O tom de comédia de algumas cenas dá todo um ar mais leve ao enredo, afinal, viagem no tempo e para um lugar completamente estranho, com costumes muito diferentes, é bastante tenso. Eu ri quando me dei conta que, assim como Sofia, duvidei da extrema bondade de Ian inicialmente, prova de que os tempos modernos realmente mexeram com a gente, que fica com o pé atrás com um ato de bondade tão espontâneo.

Ian é um mocinho encantador, impossível não suspirar com ele e por ele, com sua educação e respeito, sua paixão. E foi muito engraçado ver o seu “encabulamento” com a “safadeza” de Sofia e seu fogo, sua língua solta. O enredo é bem original e eu adorei o final. Imaginei que seria diferente, que haveria alguma outra solução, mas do jeito que foi ficou perfeito!

- Elisa, você sabe o que um homem e uma mulher fazem no quarto quando são casados?

- Eu acredito que eles durmam – ela disse confusa.
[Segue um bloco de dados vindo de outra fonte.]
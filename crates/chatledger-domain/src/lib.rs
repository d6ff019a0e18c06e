//! chatledger-domain
//!
//! Pure domain models (chat commands, ledger operations, sheet views, column layouts).
//! No I/O, no transport, no storage. Only data types and core enums.

pub mod calendar;
pub mod cell;
pub mod command;
pub mod layout;
pub mod operation;
pub mod sheet;

pub use calendar::*;
pub use cell::*;
pub use command::*;
pub use layout::*;
pub use operation::*;
pub use sheet::*;
//! Month naming used to derive ledger sheet names.

use std::{fmt, str::FromStr};

use chrono::{Datelike, NaiveDate};
use serde::{Deserialize, Serialize};

const SPANISH_MONTHS: [&str; 12] = [
    "ENERO",
    "FEBRERO",
    "MARZO",
    "ABRIL",
    "MAYO",
    "JUNIO",
    "JULIO",
    "AGOSTO",
    "SEPTIEMBRE",
    "OCTUBRE",
    "NOVIEMBRE",
    "DICIEMBRE",
];

const ENGLISH_MONTHS: [&str; 12] = [
    "JANUARY",
    "FEBRUARY",
    "MARCH",
    "APRIL",
    "MAY",
    "JUNE",
    "JULY",
    "AUGUST",
    "SEPTEMBER",
    "OCTOBER",
    "NOVEMBER",
    "DECEMBER",
];

#[derive(Debug, Clone, Copy, PartialEq, Eq, Serialize, Deserialize, Default)]
#[serde(rename_all = "lowercase")]
/// Language of the month names that appear in sheet titles.
pub enum MonthLocale {
    #[default]
    Es,
    En,
}

impl MonthLocale {
    fn table(self) -> &'static [&'static str; 12] {
        match self {
            MonthLocale::Es => &SPANISH_MONTHS,
            MonthLocale::En => &ENGLISH_MONTHS,
        }
    }

    /// Uppercase month name of `date`.
    pub fn month_name(self, date: NaiveDate) -> &'static str {
        self.table()[date.month0() as usize]
    }

    /// First three letters of the month name, e.g. `OCT`.
    pub fn month_abbreviation(self, date: NaiveDate) -> String {
        self.month_name(date).chars().take(3).collect()
    }

    /// `{MONTH} {YYYY}`, e.g. `OCTUBRE 2026`.
    pub fn month_year(self, date: NaiveDate) -> String {
        format!("{} {}", self.month_name(date), date.year())
    }

    /// `{MON} {YY}`, e.g. `OCT 26`.
    pub fn short_month_year(self, date: NaiveDate) -> String {
        format!(
            "{} {:02}",
            self.month_abbreviation(date),
            date.year().rem_euclid(100)
        )
    }
}

impl fmt::Display for MonthLocale {
    fn fmt(&self, f: &mut fmt::Formatter<'_>) -> fmt::Result {
        let label = match self {
            MonthLocale::Es => "es",
            MonthLocale::En => "en",
        };
        f.write_str(label)
    }
}

impl FromStr for MonthLocale {
    type Err = String;

    fn from_str(value: &str) -> Result<Self, Self::Err> {
        let lowered = value.trim().to_ascii_lowercase();
        let language = lowered.split(['-', '_']).next().unwrap_or_default();
        match language {
            "es" => Ok(MonthLocale::Es),
            "en" => Ok(MonthLocale::En),
            _ => Err(format!("unsupported locale `{}`", value)),
        }
    }
}
use std::{
    fs::{self, File},
    io::Write,
    path::{Path, PathBuf},
    sync::{Mutex, MutexGuard},
};

use async_trait::async_trait;
use chatledger_core::{CellRange, CoreError, TabularStore};
use chatledger_domain::{CellValue, Grid};
use chrono::Utc;
use tracing::{debug, info, warn};

use crate::{error::StoreError, workbook::Workbook};

const FILE_EXTENSION: &str = "json";
const BACKUP_TIMESTAMP_FORMAT: &str = "%Y%m%d_%H%M%S%3f";
const BACKUP_DIR_NAME: &str = "backups";
const TMP_SUFFIX: &str = "tmp";
const DEFAULT_RETENTION: usize = 5;

/// A timestamped copy of the workbook file taken before an overwrite.
#[derive(Debug, Clone, PartialEq, Eq)]
pub struct BackupInfo {
    pub id: String,
    pub path: PathBuf,
}

/// Workbook persisted as a JSON document, rewritten after every mutation.
#[derive(Debug)]
pub struct JsonWorkbookStore {
    path: PathBuf,
    backups_dir: PathBuf,
    retention: usize,
    workbook: Mutex<Workbook>,
}

impl JsonWorkbookStore {
    /// Opens `path`, keeping backups in a `backups` directory next to it.
    pub fn open(path: impl Into<PathBuf>) -> Result<Self, CoreError> {
        let path = path.into();
        let backups_dir = path
            .parent()
            .map(|parent| parent.join(BACKUP_DIR_NAME))
            .unwrap_or_else(|| PathBuf::from(BACKUP_DIR_NAME));
        Self::with_retention(path, backups_dir, DEFAULT_RETENTION)
    }

    pub fn with_retention(
        path: impl Into<PathBuf>,
        backups_dir: impl Into<PathBuf>,
        retention: usize,
    ) -> Result<Self, CoreError> {
        let path = path.into();
        let backups_dir = backups_dir.into();
        if let Some(parent) = path.parent() {
            fs::create_dir_all(parent).map_err(StoreError::from)?;
        }
        fs::create_dir_all(&backups_dir).map_err(StoreError::from)?;
        let workbook = if path.exists() {
            load_workbook(&path)?
        } else {
            Workbook::new()
        };
        info!(
            path = %path.display(),
            sheets = workbook.sheets().len(),
            "opened workbook"
        );
        Ok(Self {
            path,
            backups_dir,
            retention: retention.max(1),
            workbook: Mutex::new(workbook),
        })
    }

    pub fn path(&self) -> &Path {
        &self.path
    }

    /// Adds an empty sheet and persists the workbook when it was new.
    pub fn add_sheet(&self, name: &str) -> Result<bool, CoreError> {
        self.mutate(|workbook| Ok(workbook.add_sheet(name)))
    }

    pub fn snapshot(&self) -> Result<Workbook, CoreError> {
        Ok(self.lock()?.clone())
    }

    /// Backups, newest first.
    pub fn list_backups(&self) -> Result<Vec<BackupInfo>, CoreError> {
        if !self.backups_dir.exists() {
            return Ok(Vec::new());
        }
        let prefix = format!("{}_", self.backup_stem());
        let mut entries = Vec::new();
        for entry in fs::read_dir(&self.backups_dir).map_err(StoreError::from)? {
            let path = entry.map_err(StoreError::from)?.path();
            if path.extension().and_then(|ext| ext.to_str()) != Some(FILE_EXTENSION) {
                continue;
            }
            if let Some(file_name) = path.file_name().and_then(|name| name.to_str()) {
                if file_name.starts_with(&prefix) {
                    entries.push(BackupInfo {
                        id: file_name.to_string(),
                        path: path.clone(),
                    });
                }
            }
        }
        entries.sort_by(|a, b| b.id.cmp(&a.id));
        Ok(entries)
    }

    /// Replaces the live workbook with a backup and persists it.
    pub fn restore_backup(&self, backup: &BackupInfo) -> Result<(), CoreError> {
        if !backup.path.exists() {
            return Err(CoreError::Backend(format!("backup `{}` not found", backup.id)));
        }
        let restored = load_workbook(&backup.path)?;
        self.mutate(move |workbook| {
            *workbook = restored;
            Ok(())
        })
    }

    /// Applies `change` to a copy, persists it, and only then publishes it.
    fn mutate<T>(
        &self,
        change: impl FnOnce(&mut Workbook) -> Result<T, CoreError>,
    ) -> Result<T, CoreError> {
        let mut guard = self.lock()?;
        let mut next = guard.clone();
        let outcome = change(&mut next)?;
        if next != *guard {
            self.persist(&next)?;
            *guard = next;
        }
        Ok(outcome)
    }

    fn persist(&self, workbook: &Workbook) -> Result<(), CoreError> {
        if self.path.exists() {
            self.backup_existing_file()?;
        }
        let data = serde_json::to_string_pretty(workbook).map_err(StoreError::from)?;
        let tmp = tmp_path(&self.path);
        write_atomic(&tmp, &data)?;
        fs::rename(&tmp, &self.path).map_err(StoreError::from)?;
        debug!(path = %self.path.display(), "persisted workbook");
        Ok(())
    }

    fn backup_existing_file(&self) -> Result<(), CoreError> {
        fs::create_dir_all(&self.backups_dir).map_err(StoreError::from)?;
        let timestamp = Utc::now().format(BACKUP_TIMESTAMP_FORMAT).to_string();
        let stem = format!("{}_{}", self.backup_stem(), timestamp);
        let mut backup_path = self
            .backups_dir
            .join(format!("{stem}.{FILE_EXTENSION}"));
        let mut attempt = 1;
        while backup_path.exists() {
            backup_path = self
                .backups_dir
                .join(format!("{stem}_{attempt}.{FILE_EXTENSION}"));
            attempt += 1;
        }
        fs::copy(&self.path, &backup_path).map_err(StoreError::from)?;
        self.prune_backups()
    }

    fn prune_backups(&self) -> Result<(), CoreError> {
        for entry in self.list_backups()?.into_iter().skip(self.retention) {
            if let Err(err) = fs::remove_file(&entry.path) {
                warn!(backup = %entry.id, error = %err, "failed to prune backup");
            }
        }
        Ok(())
    }

    fn backup_stem(&self) -> String {
        let stem = self
            .path
            .file_stem()
            .and_then(|stem| stem.to_str())
            .unwrap_or("workbook");
        canonical_name(stem)
    }

    fn lock(&self) -> Result<MutexGuard<'_, Workbook>, CoreError> {
        self.workbook
            .lock()
            .map_err(|_| CoreError::from(StoreError::Poisoned))
    }
}

#[async_trait]
impl TabularStore for JsonWorkbookStore {
    async fn list_sheet_names(&self) -> Result<Vec<String>, CoreError> {
        Ok(self.lock()?.sheet_names())
    }

    async fn read_range(&self, sheet: &str, range: &CellRange) -> Result<Grid, CoreError> {
        self.lock()?.read_range(sheet, range)
    }

    async fn append_row(&self, sheet: &str, row: Vec<CellValue>) -> Result<(), CoreError> {
        let row_number = self.mutate(|workbook| workbook.append_row(sheet, row))?;
        debug!(sheet, row = row_number, "appended row");
        Ok(())
    }

    async fn update_range(
        &self,
        sheet: &str,
        range: &CellRange,
        values: Grid,
    ) -> Result<(), CoreError> {
        self.mutate(|workbook| workbook.update_range(sheet, range, values))
    }

    async fn ensure_sheet(&self, sheet: &str, header: Vec<CellValue>) -> Result<bool, CoreError> {
        if self.lock()?.sheet(sheet).is_some() {
            return Ok(false);
        }
        self.mutate(|workbook| Ok(workbook.ensure_sheet(sheet, header)))
    }
}

/// Reads a workbook document from disk.
pub fn load_workbook(path: &Path) -> Result<Workbook, CoreError> {
    let data = fs::read_to_string(path).map_err(StoreError::from)?;
    Ok(serde_json::from_str(&data).map_err(StoreError::from)?)
}

fn canonical_name(name: &str) -> String {
    let sanitized: String = name
        .trim()
        .to_lowercase()
        .chars()
        .map(|c| match c {
            'a'..='z' | '0'..='9' | '-' => c,
            _ => '_',
        })
        .collect();
    if sanitized.trim_matches('_').is_empty() {
        "workbook".into()
    } else {
        sanitized
    }
}

fn tmp_path(path: &Path) -> PathBuf {
    let mut tmp = path.to_path_buf();
    let ext = match path.extension().and_then(|ext| ext.to_str()) {
        Some(existing) => format!("{}.{}", existing, TMP_SUFFIX),
        None => TMP_SUFFIX.to_string(),
    };
    tmp.set_extension(ext);
    tmp
}

fn write_atomic(path: &Path, data: &str) -> Result<(), CoreError> {
    let mut file = File::create(path).map_err(StoreError::from)?;
    file.write_all(data.as_bytes()).map_err(StoreError::from)?;
    file.sync_all().map_err(StoreError::from)?;
    Ok(())
}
- Sim – concordei lentamente – E o que mais?

- Tem mais?

Ai, Deus!

Página 180

Enfim, me diverti muito com a leitura. Era raro não sorrir nas cenas tão bem escritas pela Carina. Entendi completamente o motivo da autora ter tantos fãs e ser muito recomendada. Aqui estou eu, mais uma fã que recomenda fervorosamente o livro. Merece cinco estrelas, com certeza!

Clique de Perdida

Fotoss 011 Início dos capítulos.

 

Agora espero conseguir o outro livro de Carina (Procura-se um marido) com um precinho bem especial também. Beijocas e uma ótima terça-feira.